WHAT IS REQUIRED
Lines, not repeats, are what count: give the number of lines below that hold "writer", and nothing more.

DATA EXTRACTS

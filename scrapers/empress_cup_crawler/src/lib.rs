pub mod config;
pub mod crawler;
pub mod error;
pub mod fetcher;
pub mod match_blocks;
pub mod match_parser;
pub mod store;
pub mod types;
pub mod web;

pub use crawler::{CrawlOutcome, ScheduleCrawler};
pub use error::CrawlError;
pub use types::{MatchRecord, MatchStatus};
//! Types for the record splitting system.

use quick_xml::events::Event;

use crate::criteria::QName;

/// One structural event as seen by the scan loop.
///
/// Element opens and closes carry their resolved qualified name so the
/// matcher and the boundary check never re-resolve prefixes; everything
/// else (text, CDATA, comments, processing instructions) passes through
/// as [`ScanEvent::Other`].
#[derive(Debug)]
pub enum ScanEvent {
    /// An element-open event.
    Open {
        name: QName,
        event: Event<'static>,
    },
    /// An element-close event.
    Close {
        name: QName,
        event: Event<'static>,
    },
    /// Any other event, copied verbatim into fragments.
    Other(Event<'static>),
}

/// The ordered event sequence of one matched record, from its open event
/// to its depth-gated close event inclusive.
#[derive(Debug)]
pub struct Fragment {
    name: QName,
    events: Vec<Event<'static>>,
}

impl Fragment {
    pub(crate) fn new(name: QName) -> Self {
        Self {
            name,
            events: Vec::new(),
        }
    }

    pub(crate) fn push(&mut self, event: Event<'static>) {
        self.events.push(event);
    }

    /// Qualified name of the record's root element.
    #[must_use]
    pub fn name(&self) -> &QName {
        &self.name
    }

    /// Number of events in the fragment.
    #[must_use]
    pub fn len(&self) -> usize {
        self.events.len()
    }

    #[must_use]
    pub fn is_empty(&self) -> bool {
        self.events.is_empty()
    }

    /// Consume the fragment, yielding its events in document order.
    #[must_use]
    pub fn into_events(self) -> Vec<Event<'static>> {
        self.events
    }
}

/// Summary of one completed split run.
#[derive(Debug, Default, Clone, Copy, PartialEq, Eq)]
pub struct SplitReport {
    /// Number of record documents written.
    pub documents_written: usize,
}
//! Top-level split service: wire a file input to the engine and writer.

use std::fs::File;
use std::io::BufReader;
use std::path::Path;

use crate::criteria::MatchCriteria;
use crate::error::Result;
use crate::splitting::{ScanCursor, SplitEngine, SplitReport};
use crate::writer::FragmentWriter;

/// Split one aggregate XML file into record documents.
///
/// Opens `input`, scans it in a single forward pass and writes one file
/// per matched record into `output_dir` (the working directory when
/// `None`). No manifest is written; callers list the directory to
/// discover results.
///
/// # Errors
/// Configuration has already been resolved by this point, so failures
/// are structural (malformed or truncated input) or output I/O. The
/// first error aborts the run; documents written before it remain on
/// disk.
pub fn split_file(
    input: &Path,
    criteria: MatchCriteria,
    output_dir: Option<&Path>,
) -> Result<SplitReport> {
    let file = File::open(input)?;
    let mut cursor = ScanCursor::new(BufReader::new(file));
    let mut writer = FragmentWriter::new(output_dir.unwrap_or_else(|| Path::new("")));

    let report = SplitEngine::new(criteria).split(&mut cursor, &mut writer)?;

    if report.documents_written == 0 {
        tracing::warn!(input = %input.display(), "no records matched the criteria");
    } else {
        tracing::info!(
            input = %input.display(),
            documents = report.documents_written,
            "split complete"
        );
    }

    Ok(report)
}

EXERCISE RESPONSE
4